A mammogram is an x-ray examination of the breasts, used to detect and diagnose breast diseases. Screening mammography is used as a preventive measure for women who have no symptoms of breast disease.
Pre operative mammogram testing is used to check for breast abnormalities, and/or breast cancer for pre-surgical patient’s. This type of mammogram is called a screening mammogram. Screening mammograms usually involve two x-ray pictures, or images, of each breast. The x-ray images make it possible to detect mass and/or tumors that cannot be felt. Screening mammograms can also find microcalcifications (tiny deposits of calcium) that sometimes indicate the presence of breast cancer.

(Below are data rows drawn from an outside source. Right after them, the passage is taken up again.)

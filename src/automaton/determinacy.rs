//! The shared determinacy fault model.
//!
//! Determinism and totality are diagnosed, not just decided: the analysis
//! of an automaton produces a collection of [`DeterminacyFault`] records, a
//! reason-tagged diagnostic per violation. The three reasons are shared
//! across automaton kinds; each kind attaches its own detail payload (the
//! NFA records the ambiguous symbol and the states it reaches, the PDA
//! records input symbol, stack symbol, and successor count).
//!
//! Determinacy and totality are independent axes:
//! deterministic ⇔ no ambiguous-transition and no multiple-initial-states
//! fault; total ⇔ no missing-transition fault. A collection can carry
//! faults of either kind, both, or neither.

use crate::fault::FaultCollection;
use std::fmt;

/// Why an automaton fails to be deterministic or total.
#[derive(Debug, Clone, Copy, PartialEq, Eq, Hash)]
pub enum DeterminacyReason {
    /// More than one transition can fire in the same situation (any epsilon
    /// transition counts: it is usable without consuming input, which
    /// already violates determinism).
    AmbiguousTransition,
    /// No transition can fire in some situation; violates totality.
    MissingTransition,
    /// More than one initial state is declared.
    MultipleInitialStates,
}

impl fmt::Display for DeterminacyReason {
    fn fmt(&self, f: &mut fmt::Formatter<'_>) -> fmt::Result {
        let text = match self {
            DeterminacyReason::AmbiguousTransition => "ambiguous transition",
            DeterminacyReason::MissingTransition => "missing transition",
            DeterminacyReason::MultipleInitialStates => "multiple initial states",
        };
        f.write_str(text)
    }
}

/// One diagnosed determinacy violation: the reason, the offending state,
/// and a kind-specific detail payload.
#[derive(Debug, Clone, PartialEq, Eq, thiserror::Error)]
#[error("{reason} at state {state:?}: {detail}")]
pub struct DeterminacyFault<S: fmt::Debug, D: fmt::Display> {
    /// The reason taxonomy entry.
    pub reason: DeterminacyReason,
    /// The state at which the violation was diagnosed.
    pub state: S,
    /// Kind-specific detail (symbol, reached states, successor counts).
    pub detail: D,
}

impl<S: fmt::Debug, D: fmt::Display> FaultCollection<DeterminacyFault<S, D>> {
    /// Whether any recorded fault carries the given reason.
    pub fn has_reason(&self, reason: DeterminacyReason) -> bool {
        self.iter().any(|fault| fault.reason == reason)
    }

    /// Derived determinism: no ambiguous transitions, one initial state.
    pub fn is_deterministic(&self) -> bool {
        !self.has_reason(DeterminacyReason::AmbiguousTransition)
            && !self.has_reason(DeterminacyReason::MultipleInitialStates)
    }

    /// Derived totality: no missing transitions.
    pub fn is_total(&self) -> bool {
        !self.has_reason(DeterminacyReason::MissingTransition)
    }
}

Pre operative mammogram testing is required for woman 40 years and older or for woman with a family history of breast cancer. Having a mammogram helps ensure your breast health is normal prior to having breast surgery at Shape.
If a mammogram is required you will receive your test order form during your pre operative appointment at Shape. Please have your mammogram as soon as possible after receiving your order form. We will give you a call if your test results are abnormal. If your test results come back as abnormal, further testing will be required prior to your procedure.